Monday, 27 January 2014

ElasticSearch index migration

Hi all,
I’ve been working with ElasticSearch for one year now. It’s a great index and distributed search engine, based on Apache Lucene. Behind the scene, ElasticSearch is document oriented datastore, with schemaless model, a restfull API and offering high availability on real time data. More to read here for more infos.

I’ve been loading data from relational or noSQL (MongoDB), using both API or bulk features. Another interesting way of loading data from a noSQL database is the river. Loading data is fine, but you will probably face the challenge to synchronise / replicate data from one environment to another (from PROD to DEV for instance, in order to allow development on fresh and meaning full data).
I was working on that challenge when I finally found something really good : the ElasticSearch Exporter !

How to easily move / copy indexes from one cluster/machine to another ?

Ravi Gairola developped and released the ElasticSearch Exporter. This small script is available on github here.
ElasticSearch Exporter will allow you, with only a single line of shell, to :
  • Export to ElasticSearch or (compressed) flat files
  • Recreates mapping on target
  • Filter source data by query
  • Specify scope as type, index or whole cluster
  • Sync Index settings along with existing mappings
  • Run in test mode without modifying any data

Install and usage

ElasticSearch Exporter needs a nodeJS server (v0.10 minimum) with the following modules : nomnom, colors.
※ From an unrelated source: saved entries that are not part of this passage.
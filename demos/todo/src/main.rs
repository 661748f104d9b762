//! Todo example binary
//!
//! Runs the `todos` module against a live JSON API. The base URL comes from
//! `REVUX_API_BASE_URL` and defaults to the public jsonplaceholder service.

use revux_core::StoreHandle;
use revux_runtime::{
    HttpConfig, ModuleEnvironment, ReqwestHttpClient, Store, metrics::register_metrics,
};
use serde_json::json;
use std::sync::Arc;
use todo::{ADD_TODO, DELETE_TODO, GET_TODOS, SELECT_TODO, UPDATE_TODO, todos_module};
use tracing_subscriber::{layer::SubscriberExt, util::SubscriberInitExt};

const DEFAULT_BASE_URL: &str = "https://jsonplaceholder.typicode.com";

#[tokio::main]
async fn main() -> anyhow::Result<()> {
    // Initialize tracing
    tracing_subscriber::registry()
        .with(
            tracing_subscriber::EnvFilter::try_from_default_env()
                .unwrap_or_else(|_| "todo=info,revux_runtime=debug".into()),
        )
        .with(tracing_subscriber::fmt::layer())
        .init();
    register_metrics();

    println!("=== Todo Example ===\n");

    let mut config = HttpConfig::from_env()?;
    if config.base_url.is_none() {
        config = config.with_base_url(DEFAULT_BASE_URL);
    }
    let http = Arc::new(ReqwestHttpClient::new(config)?);

    let todos = todos_module()?;
    let store = Arc::new(Store::builder().module(&todos)?.build());
    todos.bind_store(Arc::clone(&store) as Arc<dyn StoreHandle>, ModuleEnvironment::new(http))?;

    let mut events = store.subscribe_events();
    tokio::spawn(async move {
        while let Ok(event) = events.recv().await {
            tracing::info!(event = %event.event_type(), "Event");
        }
    });

    // The `_delay` field holds the request back so the pending state is visible
    println!(">>> {GET_TODOS} (delayed 300ms)");
    let load = todos.dispatch_api(GET_TODOS, json!({ "_delay": 300 }));
    let watch = async {
        tokio::task::yield_now().await;
        if let Ok(status) = todos.requests(GET_TODOS) {
            println!("    status while in flight: {:?}", status.status());
        }
    };
    let (outcome, ()) = tokio::join!(load, watch);
    println!("    outcome: {:?}", outcome?);
    print_list(&todos)?;

    println!("\n>>> {ADD_TODO}");
    let outcome = todos
        .dispatch_api(ADD_TODO, json!({ "title": "Write the docs", "completed": false, "userId": 1 }))
        .await?;
    println!("    outcome: {outcome:?}");
    print_list(&todos)?;

    println!("\n>>> {UPDATE_TODO} id=1");
    todos
        .dispatch_api(UPDATE_TODO, json!({ "id": 1, "completed": true }))
        .await?;
    let status = todos.requests(&format!("{UPDATE_TODO}%1"))?;
    println!("    {UPDATE_TODO}%1: {:?}", status.status());
    println!("    {UPDATE_TODO}%2: {:?}", todos.requests(&format!("{UPDATE_TODO}%2"))?.status());

    println!("\n>>> {DELETE_TODO} id=2");
    todos.dispatch_api(DELETE_TODO, json!({ "id": 2 })).await?;
    print_list(&todos)?;

    println!("\n>>> {SELECT_TODO} id=3");
    todos.dispatch(SELECT_TODO, json!({ "id": 3 }))?;
    let selected: Option<i64> = todos.get("selectedTodoId")?;
    println!("    selected: {selected:?}");

    // Unknown routes are recorded as errors, not raised
    println!("\n>>> {UPDATE_TODO} id=99999");
    todos
        .dispatch_api(UPDATE_TODO, json!({ "id": 99_999, "title": "ghost" }))
        .await?;
    let status = todos.requests(&format!("{UPDATE_TODO}%99999"))?;
    println!(
        "    status: {:?}, error: {:?}",
        status.status(),
        status.error_message()
    );

    println!("\nNamespaces in store: {:?}", store.namespaces());
    println!("\n=== Example Complete ===");
    Ok(())
}

fn print_list(todos: &revux_runtime::Module<todo::TodoState>) -> anyhow::Result<()> {
    let state = todos.state()?;
    println!("    {} todos ({} completed)", state.count(), state.completed_count());
    for todo in state.list.values() {
        let status = if todo.completed { "x" } else { " " };
        println!("    [{status}] #{} {}", todo.id, todo.title);
    }
    Ok(())
}
impl<D> ModuleDefinition<D>
where
    D: Clone + Send + Sync + 'static,
{
    /// Start describing a module under `namespace`
    #[must_use]
    pub fn builder(namespace: impl Into<String>) -> ModuleDefinitionBuilder<D> {
        ModuleDefinitionBuilder::new(namespace)
    }

    /// The module's namespace
    #[must_use]
    pub fn namespace(&self) -> &str {
        &self.namespace
    }

    /// A fresh initial domain state
    #[must_use]
    pub fn initial_state(&self) -> D {
        (self.initial)()
    }

    /// A fresh slice for a new store
    #[must_use]
    pub fn initial_slice(&self) -> Arc<ModuleState<D>> {
        Arc::new(ModuleState::new(self.initial_state()))
    }

    /// Whether a mutation with this name is registered
    #[must_use]
    pub fn has_mutation(&self, name: &str) -> bool {
        self.mutations.contains_key(name)
    }

    /// Whether an action (sync or API) with this name is registered
    #[must_use]
    pub fn has_action(&self, name: &str) -> bool {
        self.actions.contains_key(name)
    }

    /// Registered getter names
    pub fn getter_names(&self) -> impl Iterator<Item = &str> {
        self.getters.keys().map(String::as_str)
    }

    /// Look up an API action
    ///
    /// # Errors
    ///
    /// Returns [`ModuleError::UnknownAction`] if nothing is registered under
    /// `name`, [`ModuleError::WrongActionKind`] if it is a sync action.
    pub fn api_action(&self, name: &str) -> Result<&ApiAction<D>, ModuleError> {
        match self.actions.get(name) {
            Some(ActionKind::Api(action)) => Ok(action),
            Some(ActionKind::Sync(_)) => Err(ModuleError::WrongActionKind {
                namespace: self.namespace.clone(),
                name: name.to_string(),
                expected: "an api action",
            }),
            None => Err(self.unknown_action(name)),
        }
    }

    /// Run a sync action against `store`
    ///
    /// # Errors
    ///
    /// Returns [`ModuleError::UnknownAction`] or
    /// [`ModuleError::WrongActionKind`] for a bad name, or whatever error the
    /// handler returns.
    pub fn run_action(
        &self,
        name: &str,
        store: &dyn StoreHandle,
        payload: Value,
    ) -> Result<(), ModuleError> {
        match self.actions.get(name) {
            Some(ActionKind::Sync(handler)) => handler(&ActionContext::new(self, store), payload),
            Some(ActionKind::Api(_)) => Err(ModuleError::WrongActionKind {
                namespace: self.namespace.clone(),
                name: name.to_string(),
                expected: "a sync action",
            }),
            None => Err(self.unknown_action(name)),
        }
    }

    /// Run a getter on `state`
    ///
    /// # Errors
    ///
    /// Returns [`ModuleError::UnknownGetter`] if no getter has this name and
    /// [`ModuleError::GetterType`] if it does not produce a `T`.
    pub fn evaluate<T: 'static>(&self, name: &str, state: &D) -> Result<T, ModuleError> {
        let getter = self
            .getters
            .get(name)
            .ok_or_else(|| ModuleError::UnknownGetter {
                namespace: self.namespace.clone(),
                name: name.to_string(),
            })?;

        getter(state)
            .downcast::<T>()
            .map(|value| *value)
            .map_err(|_| ModuleError::GetterType {
                namespace: self.namespace.clone(),
                name: name.to_string(),
                expected: type_name::<T>(),
            })
    }

    /// This module's slice of `tree`
    ///
    /// # Errors
    ///
    /// Returns [`ModuleError::NotRegistered`] if the namespace is missing and
    /// [`ModuleError::SliceType`] if it holds another state type.
    pub fn slice_of(&self, tree: &StateTree) -> Result<Arc<ModuleState<D>>, ModuleError> {
        if !tree.contains(&self.namespace) {
            return Err(ModuleError::NotRegistered(self.namespace.clone()));
        }
        tree.slice::<D>(&self.namespace)
            .ok_or_else(|| ModuleError::SliceType(self.namespace.clone()))
    }

    /// Status view of one request key in `tree`
    ///
    /// # Errors
    ///
    /// Same as [`slice_of`](Self::slice_of). Unknown keys are not an error.
    pub fn request_status(
        &self,
        tree: &StateTree,
        key: &str,
    ) -> Result<RequestStatusView, ModuleError> {
        let slice = self.slice_of(tree)?;
        Ok(RequestStatusView::from_record(slice.request(key)))
    }

    /// Fold one event into this module's slice
    ///
    /// Returns the same `Arc` when the event changes nothing.
    #[must_use]
    pub fn reduce_slice(
        &self,
        slice: &Arc<ModuleState<D>>,
        kind: &EventKind,
    ) -> Arc<ModuleState<D>> {
        match kind {
            EventKind::RequestInitiated { key, at } => {
                let requests = produce(slice.requests(), |draft| {
                    draft.insert(key.clone(), RequestRecord::pending(*at));
                });
                Arc::new(slice.with_requests(requests))
            },
            EventKind::RequestSucceeded { key, at } => {
                if slice.request(key.as_str()).is_none() {
                    return Arc::clone(slice);
                }
                let requests = produce(slice.requests(), |draft| {
                    if let Some(record) = draft.get_mut(key) {
                        record.succeed(*at);
                    }
                });
                Arc::new(slice.with_requests(requests))
            },
            EventKind::RequestFailed { key, at, error } => {
                if slice.request(key.as_str()).is_none() {
                    return Arc::clone(slice);
                }
                let requests = produce(slice.requests(), |draft| {
                    if let Some(record) = draft.get_mut(key) {
                        record.fail(*at, error.clone());
                    }
                });
                Arc::new(slice.with_requests(requests))
            },
            EventKind::ApiSucceeded {
                action,
                payload,
                request,
                response,
            } => {
                let Some(ActionKind::Api(ApiAction {
                    mutation: Some(mutation),
                    ..
                })) = self.actions.get(action)
                else {
                    return Arc::clone(slice);
                };
                let result = ApiResult {
                    payload,
                    request,
                    response,
                };
                Self::apply(slice, |draft| mutation(draft, &result))
            },
            EventKind::Mutation { name, payload } => match self.mutations.get(name) {
                Some(mutation) => Self::apply(slice, |draft| mutation(draft, payload)),
                None => Arc::clone(slice),
            },
        }
    }

    fn apply<F>(slice: &Arc<ModuleState<D>>, mutator: F) -> Arc<ModuleState<D>>
    where
        F: FnOnce(&mut Draft<'_, D>),
    {
        let state = produce(slice.state(), mutator);
        if Arc::ptr_eq(&state, slice.state()) {
            Arc::clone(slice)
        } else {
            Arc::new(slice.with_state(state))
        }
    }

    fn unknown_action(&self, name: &str) -> ModuleError {
        ModuleError::UnknownAction {
            namespace: self.namespace.clone(),
            name: name.to_string(),
        }
    }
}
#[cfg(test)]
mod tests {
    use super::*;
    use crate::clock::TickClock;
    use crate::device::MemBlockDevice;
    use crate::freemap::BitmapFreeMap;
    use std::sync::Arc as StdArc;

    struct Harness {
        cache: BufferCache,
        freemap: BitmapFreeMap,
        table: InodeTable,
    }

    impl Harness {
        fn new(sectors: u32) -> Self {
            let device = StdArc::new(MemBlockDevice::new(sectors));
            let clock = StdArc::new(TickClock::new());
            Self {
                cache: BufferCache::new(device, clock),
                freemap: BitmapFreeMap::new(sectors),
                table: InodeTable::new(),
            }
        }
    }

    #[test]
    fn write_extends_zero_length_file() {
        let h = Harness::new(64);
        inode_create(&h.cache, &h.freemap, 2, 0, false).unwrap();
        let inode = h.table.open(2);

        let buf = vec![7u8; 1000];
        let written = inode.write_at(&h.cache, &h.freemap, &buf, 0);
        assert_eq!(written, 1000);
        assert_eq!(inode.length(&h.cache), 1000);

        let mut out = vec![0u8; 1000];
        let read = inode.read_at(&h.cache, &mut out, 0);
        assert_eq!(read, 1000);
        assert_eq!(out, buf);
    }

    #[test]
    fn sparse_extension_reads_back_zeroes() {
        let h = Harness::new(64);
        inode_create(&h.cache, &h.freemap, 2, 0, false).unwrap();
        let inode = h.table.open(2);

        let buf = [1u8, 2, 3, 4];
        let written = inode.write_at(&h.cache, &h.freemap, &buf, 2048);
        assert_eq!(written, 4);
        assert_eq!(inode.length(&h.cache), 2052);

        let mut gap = vec![0xffu8; 2048];
        let read = inode.read_at(&h.cache, &mut gap, 0);
        assert_eq!(read, 2048);
        assert!(gap.iter().all(|&b| b == 0));
    }

    #[test]
    fn write_spanning_direct_indirect_boundary_allocates_indirect_block() {
        let h = Harness::new(400);
        inode_create(&h.cache, &h.freemap, 2, 0, false).unwrap();
        let inode = h.table.open(2);

        let offset = 122 * SECTOR_BYTES as i64;
        let buf = vec![9u8; SECTOR_BYTES + 10];
        let written = inode.write_at(&h.cache, &h.freemap, &buf, offset);
        assert_eq!(written, buf.len());

        let disk = DiskInode::read(&h.cache, 2);
        assert_ne!(disk.indirect, 0);

        let mut out = vec![0u8; buf.len()];
        inode.read_at(&h.cache, &mut out, offset);
        assert_eq!(out, buf);
    }

    #[test]
    fn write_spanning_indirect_doubly_indirect_boundary_allocates_doubly_indirect() {
        let h = Harness::new(600);
        inode_create(&h.cache, &h.freemap, 2, 0, false).unwrap();
        let inode = h.table.open(2);

        let offset = 250 * SECTOR_BYTES as i64;
        let buf = vec![3u8; SECTOR_BYTES + 1];
        let written = inode.write_at(&h.cache, &h.freemap, &buf, offset);
        assert_eq!(written, buf.len());

        let disk = DiskInode::read(&h.cache, 2);
        assert_ne!(disk.doubly_indirect, 0);
    }

    #[test]
    fn write_one_byte_beyond_max_length_refuses_and_does_not_extend() {
        let h = Harness::new(4);
        inode_create(&h.cache, &h.freemap, 2, 0, false).unwrap();
        let inode = h.table.open(2);

        let written = inode.write_at(&h.cache, &h.freemap, &[1u8], MAX_FILE_BYTES);
        assert_eq!(written, 0);
        assert_eq!(inode.length(&h.cache), 0);
    }

    #[test]
    fn deny_write_blocks_writes_until_allowed() {
        let h = Harness::new(64);
        inode_create(&h.cache, &h.freemap, 2, 0, false).unwrap();
        let inode = h.table.open(2);

        inode.deny_write();
        let written = inode.write_at(&h.cache, &h.freemap, &[1u8; 4], 0);
        assert_eq!(written, 0);

        inode.allow_write();
        let written = inode.write_at(&h.cache, &h.freemap, &[1u8; 4], 0);
        assert_eq!(written, 4);
    }

    #[test]
    fn open_twice_returns_same_inode_and_shares_inumber() {
        let h = Harness::new(64);
        inode_create(&h.cache, &h.freemap, 2, 0, false).unwrap();
        let a = h.table.open(2);
        let b = h.table.open(2);
        assert_eq!(a.inumber(), b.inumber());
        assert_eq!(a.open_cnt(), 2);
        assert!(StdArc::ptr_eq(&a, &b));
    }

    #[test]
    fn close_last_opener_of_removed_inode_releases_sectors() {
        let h = Harness::new(64);
        inode_create(&h.cache, &h.freemap, 2, 100, false).unwrap();
        let inode = h.table.open(2);
        assert!(inode.remove_if_unique());
        h.table.close(&inode, &h.cache, &h.freemap);

        // The data sector inode_create allocated for a 100-byte file
        // should now be free again.
        let reused = h.freemap.allocate(1);
        assert!(reused.is_some());
    }

    #[test]
    fn remove_if_unique_refuses_when_other_openers_exist() {
        let h = Harness::new(64);
        inode_create(&h.cache, &h.freemap, 2, 0, false).unwrap();
        let a = h.table.open(2);
        let _b = h.table.open(2);
        assert!(!a.remove_if_unique());
    }
}
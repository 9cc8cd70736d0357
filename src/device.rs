//! The block device collaborator contract (§6.1).
//!
//! The real device driver is out of scope for this crate; [`BlockDevice`] is
//! the interface the buffer cache consumes, and [`MemBlockDevice`] is a
//! synchronous in-memory stand-in used by the test suite and by anyone
//! embedding this crate without a physical disk.

use std::sync::atomic::{AtomicU64, Ordering};
use std::sync::Mutex;

/// Bytes per sector. Sector 0 and 1 are reserved (free-map bitmap and root
/// directory inode respectively); see [`crate::fs`].
pub const SECTOR_BYTES: usize = 512;

pub type SectorId = u32;

/// A flat array of fixed-size sectors with synchronous, sector-granular I/O.
///
/// Implementations must guarantee that `read`/`write` fully populate/consume
/// exactly `SECTOR_BYTES` bytes and that sector numbers `0..sector_count()`
/// are valid.
pub trait BlockDevice: Send + Sync {
    fn sector_count(&self) -> u32;

    fn read(&self, sector: SectorId, out: &mut [u8; SECTOR_BYTES]);

    fn write(&self, sector: SectorId, data: &[u8; SECTOR_BYTES]);

    /// Total number of sectors written to the device since creation. Used by
    /// tests to detect write coalescing in the buffer cache above.
    fn write_count(&self) -> u64;
}

/// An in-memory block device. Not a stub: it is a real, fully functional
/// `BlockDevice` suitable for embedding this crate in a process that has no
/// physical disk, and it is what the test suite formats filesystems onto.
pub struct MemBlockDevice {
    sectors: Mutex<Vec<[u8; SECTOR_BYTES]>>,
    write_count: AtomicU64,
}

impl MemBlockDevice {
    pub fn new(sector_count: u32) -> Self {
        Self {
            sectors: Mutex::new(vec![[0u8; SECTOR_BYTES]; sector_count as usize]),
            write_count: AtomicU64::new(0),
        }
    }
}

impl BlockDevice for MemBlockDevice {
    fn sector_count(&self) -> u32 {
        self.sectors.lock().unwrap().len() as u32
    }

    fn read(&self, sector: SectorId, out: &mut [u8; SECTOR_BYTES]) {
        let sectors = self.sectors.lock().unwrap();
        out.copy_from_slice(&sectors[sector as usize]);
    }

    fn write(&self, sector: SectorId, data: &[u8; SECTOR_BYTES]) {
        let mut sectors = self.sectors.lock().unwrap();
        sectors[sector as usize].copy_from_slice(data);
        self.write_count.fetch_add(1, Ordering::Relaxed);
    }

    fn write_count(&self) -> u64 {
        self.write_count.load(Ordering::Relaxed)
    }
}

#[cfg(test)]
mod tests {
    use super::*;

    #[test]
    fn read_after_write_is_visible() {
        let dev = MemBlockDevice::new(4);
        let mut buf = [7u8; SECTOR_BYTES];
        dev.write(2, &buf);
        let mut out = [0u8; SECTOR_BYTES];
        dev.read(2, &mut out);
        assert_eq!(out, buf);
        buf = [0u8; SECTOR_BYTES];
        dev.read(0, &mut out);
        assert_eq!(out, buf);
    }

    #[test]
    fn write_count_increments_per_write() {
        let dev = MemBlockDevice::new(4);
        assert_eq!(dev.write_count(), 0);
        let buf = [0u8; SECTOR_BYTES];
        dev.write(0, &buf);
        dev.write(1, &buf);
        assert_eq!(dev.write_count(), 2);
    }
}
//! End-to-end scenarios exercising the full stack (device -> cache ->
//! inode -> directory -> façade) the way a dispatcher-driven test suite
//! would, without a real dispatcher or disk.

use std::sync::Arc;

use rand::RngCore;

use tinyfs::clock::TickClock;
use tinyfs::device::MemBlockDevice;
use tinyfs::fs::FileSystem;

fn new_fs(sectors: u32) -> FileSystem {
    let device = Arc::new(MemBlockDevice::new(sectors));
    let clock = Arc::new(TickClock::new());
    FileSystem::format(device, clock).unwrap()
}

fn random_bytes(n: usize) -> Vec<u8> {
    let mut buf = vec![0u8; n];
    rand::thread_rng().fill_bytes(&mut buf);
    buf
}

#[test]
fn cache_effectiveness_read_pass_beats_write_pass() {
    let fs = new_fs(400);
    let root = fs.root();
    fs.create(&root, "big").unwrap();
    let mut handle = fs.open(&root, "big").unwrap();

    let payload = random_bytes(30_000);
    fs.reset_cache();
    fs.write(&mut handle, &payload);
    let write_pass_misses = fs.miss_rate();

    fs.reset_cache();
    fs.seek(&mut handle, 0);
    let mut out = vec![0u8; payload.len()];
    fs.read(&mut handle, &mut out);
    assert_eq!(out, payload);
    let read_pass_misses = fs.miss_rate();

    // The write pass touches every sector for the first time (all misses);
    // the read pass revisits sectors still resident from the write, so it
    // should miss no more often.
    assert!(read_pass_misses <= write_pass_misses);
    fs.close(handle);
}

#[test]
fn write_coalescing_bounds_device_writes() {
    let fs = new_fs(400);
    let root = fs.root();
    fs.create(&root, "big").unwrap();
    let mut handle = fs.open(&root, "big").unwrap();

    let before = fs.write_count();
    let payload = random_bytes(64_000);
    fs.write(&mut handle, &payload);
    fs.seek(&mut handle, 0);
    let mut out = vec![0u8; payload.len()];
    fs.read(&mut handle, &mut out);
    assert_eq!(out, payload);
    let after = fs.write_count();

    let attributable = after - before;
    assert!(
        attributable > 64 && attributable < 256,
        "expected coalesced device writes in (64, 256), got {}",
        attributable
    );
    fs.close(handle);
}

#[test]
fn seek_tell_round_trip() {
    let fs = new_fs(64);
    let root = fs.root();
    fs.create(&root, "f").unwrap();
    let mut handle = fs.open(&root, "f").unwrap();

    let payload = random_bytes(1234);
    fs.write(&mut handle, &payload);
    assert_eq!(fs.tell(&handle), 1234);

    fs.seek(&mut handle, 0);
    assert_eq!(fs.tell(&handle), 0);
    fs.seek(&mut handle, 197);
    assert_eq!(fs.tell(&handle), 197);
    fs.close(handle);
}

#[test]
fn extension_via_write() {
    let fs = new_fs(64);
    let root = fs.root();
    fs.create(&root, "f").unwrap();
    let mut handle = fs.open(&root, "f").unwrap();

    let buf = vec![0xabu8; 1000];
    let written = fs.write(&mut handle, &buf);
    assert_eq!(written, 1000);
    assert_eq!(fs.filesize(&handle), 1000);

    fs.seek(&mut handle, 0);
    let mut out = vec![0u8; 1000];
    fs.read(&mut handle, &mut out);
    assert_eq!(out, buf);
    fs.close(handle);
}

#[test]
fn sparse_extension_reads_zero_gap() {
    let fs = new_fs(64);
    let root = fs.root();
    fs.create(&root, "f").unwrap();
    let mut handle = fs.open(&root, "f").unwrap();

    fs.seek(&mut handle, 2048);
    let written = fs.write(&mut handle, &[1u8, 2, 3, 4]);
    assert_eq!(written, 4);
    assert_eq!(fs.filesize(&handle), 2052);

    fs.seek(&mut handle, 0);
    let mut gap = vec![0xffu8; 2048];
    let read = fs.read(&mut handle, &mut gap);
    assert_eq!(read, 2048);
    assert!(gap.iter().all(|&b| b == 0));
    fs.close(handle);
}

#[test]
fn directory_lifecycle() {
    let fs = new_fs(128);
    let root = fs.root();

    fs.mkdir(&root, "/a").unwrap();
    fs.mkdir(&root, "/a/b").unwrap();

    let mut cwd = fs.chdir(fs.root(), "/a").unwrap();
    let mut name = String::new();
    assert!(fs.readdir(&mut cwd, &mut name));
    assert_eq!(name, "b");
    assert!(!fs.readdir(&mut cwd, &mut name));

    assert!(fs.remove(&root, "/a").is_err());
    fs.remove(&root, "/a/b").unwrap();
    fs.remove(&root, "/a").unwrap();
}

#[test]
fn write_then_read_same_inode_via_two_opens_see_same_bytes() {
    let fs = new_fs(64);
    let root = fs.root();
    fs.create(&root, "f").unwrap();

    let mut writer = fs.open(&root, "f").unwrap();
    fs.write(&mut writer, b"shared state");
    fs.close(writer);

    let mut reader = fs.open(&root, "f").unwrap();
    assert_eq!(fs.inumber(&reader), {
        let probe = fs.open(&root, "f").unwrap();
        let n = fs.inumber(&probe);
        fs.close(probe);
        n
    });
    let mut out = [0u8; 12];
    fs.read(&mut reader, &mut out);
    assert_eq!(&out, b"shared state");
    fs.close(reader);
}
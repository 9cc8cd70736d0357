//! Shared error taxonomy for the buffer cache, inode, and directory layers.
//!
//! Internally every fallible operation in this crate returns an [`FsResult`].
//! The dispatcher-facing surface in [`crate::fs`] collapses these into the
//! bool/count/sentinel shapes a UNIX-style syscall layer expects; nothing
//! below that façade should ever unwrap its way past a real error.

use thiserror::Error;

/// The error kinds a caller of this crate's core layers can observe.
///
/// A short read and a zero-byte denied write are routine return values, not
/// errors, so neither has a variant here.
#[derive(Debug, Error, PartialEq, Eq, Clone, Copy)]
pub enum FsError {
    /// Name resolution or a shallow lookup did not find the requested entry.
    #[error("not found")]
    NotFound,

    /// An intermediate path component exists but is not a directory.
    #[error("not a directory")]
    NotADirectory,

    /// A name is empty, longer than `NAME_MAX`, or already present.
    #[error("invalid name")]
    NameInvalid,

    /// The free map has no more sectors, or a fixed-size table is full.
    #[error("resource exhausted")]
    ResourceExhausted,

    /// Removing a directory that still has entries or other openers.
    #[error("busy")]
    Busy,

    /// The underlying block device or free map collaborator failed.
    #[error("device error: {0}")]
    Device(&'static str),
}

pub type FsResult<T> = Result<T, FsError>;
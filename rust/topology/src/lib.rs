// This Source Code Form is subject to the terms of the Mozilla Public
// License, v. 2.0. If a copy of the MPL was not distributed with this
// file, You can obtain one at https://mozilla.org/MPL/2.0/.

//! # brep-lite topology
//!
//! Boundary-representation topology for the brep-lite kernel.
//!
//! Every vertex, edge, wire, loop, face, shell and solid lives in a
//! [`TopologyArena`], addressed by generational keys, next to the curves and
//! surfaces those entities reference. Edges own their curve through a
//! [`CurveKey`], so no entity ever borrows geometry that could be dropped
//! underneath it. Upward adjacency indices answer "which faces use this
//! edge" without walking the whole graph.
//!
//! On top of the graph the crate provides traversal, face tessellation,
//! volume/bounds/containment queries, rigid transforms of solids and
//! tolerant sewing of polygon soups back into shells.

pub mod arena;
pub mod builders;
pub mod construction;
pub mod error;
pub mod geometry;
pub mod keys;
pub mod spatial;
pub mod transform;
pub mod traversal;

#[cfg(test)]
mod test_support;

pub use arena::{EdgeData, FaceData, LoopData, LoopKind, ShellData, SolidData, TopologyArena, VertexData, WireData};
pub use construction::make_polygon_face;
pub use error::{Error, Result};
pub use geometry::{polygon_plane, tessellate_patch, DEFAULT_SEGMENTS};
pub use keys::{
    CurveKey, EdgeKey, FaceKey, LoopKey, Shape, ShapeType, ShellKey, SolidKey, SurfaceKey,
    VertexKey, WireKey,
};
pub use spatial::SpatialIndex;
Install can be done with npm.
Let’s go, install node (ubuntu) :
sudo apt-get update
sudo apt-get install -y python-software-properties python g++ make
sudo add-apt-repository ppa:chris-lea/node.js
sudo apt-get update
sudo apt-get install nodejs

Let’s add some needed modules :

npm install colors
npm install nomnom

Download and unpack ElasticSearch Exporter (master from github) :

wget https://github.com/mallocator/Elasticsearch-Exporter/archive/master.zip
unzip master.zip
cd Elasticsearch-Exporter-master

Start migrating an index from machine A to machine B :

node exporter.js -a -p 1201 -i source_idx_name -b -p 1201 -j dest_idx_name
  • -a : Source IP (machine A)
  • -p : Source port (machine A)
  • -i : Source index (machine A)
  • -b : Destination IP (machine B)
  • -j : Destination index (machine B)
You will see some progress lines (warn : could go deeeeep down on your shell window) and a summary at the end :

Processed 118100 of 119923 entries (98%)
Processed 118200 of 119923 entries (99%)
Processed 118300 of 119923 entries (99%)
Processed 118400 of 119923 entries (99%)
Processed 118500 of 119923 entries (99%)
Processed 118600 of 119923 entries (99%)
Processed 118700 of 119923 entries (99%)
Processed 118800 of 119923 entries (99%)
Processed 118900 of 119923 entries (99%)
Processed 119000 of 119923 entries (99%)
Number of calls:    2430
Fetched Entries:    119923 documents
Processed Entries:    119923 documents
Source DB Size:        119923 documents

Then, you are done : your index has moved from machine A to machine B.

Of course, you have plenty of other configurations, have a look to the github page.

Easy, simple, efficient and free. As we love it.

A big thanks to Ravi Gairola.

1 comment:

R. Flores said...

What advantages over ElasticSearch tool named stream2es: https://github.com/elasticsearch/stream2es ?